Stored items
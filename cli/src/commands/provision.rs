use std::sync::Arc;

use anyhow::Result;

use crate::cli::GlobalOpts;
use crate::logging::Logger;
use crate::operations;
use crate::resources::ResourceChange;

/// Run the provision command.
///
/// # Errors
///
/// Returns an error if the host has no supported install path or the
/// package manager fails.
pub fn run(global: &GlobalOpts, log: &Arc<Logger>) -> Result<()> {
    let ctx = super::context(global, log, false)?;

    log.stage("Provisioning certbot");
    match operations::provision(&ctx)? {
        ResourceChange::Applied => log.info("certbot installed"),
        ResourceChange::AlreadyCorrect => log.info("certbot already installed"),
        ResourceChange::DryRun => {}
    }
    Ok(())
}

▶ WORK INSTRUCTION
Only the lines from the one with "use crate::resources::ResourceChange;" through the final line above belong in the answer, each reproduced word for word.

▶ WORKED SOLUTION
use crate::resources::ResourceChange;

/// Run the provision command.
///
/// # Errors
///
/// Returns an error if the host has no supported install path or the
/// package manager fails.
pub fn run(global: &GlobalOpts, log: &Arc<Logger>) -> Result<()> {
    let ctx = super::context(global, log, false)?;

    log.stage("Provisioning certbot");
    match operations::provision(&ctx)? {
        ResourceChange::Applied => log.info("certbot installed"),
        ResourceChange::AlreadyCorrect => log.info("certbot already installed"),
        ResourceChange::DryRun => {}
    }
    Ok(())
}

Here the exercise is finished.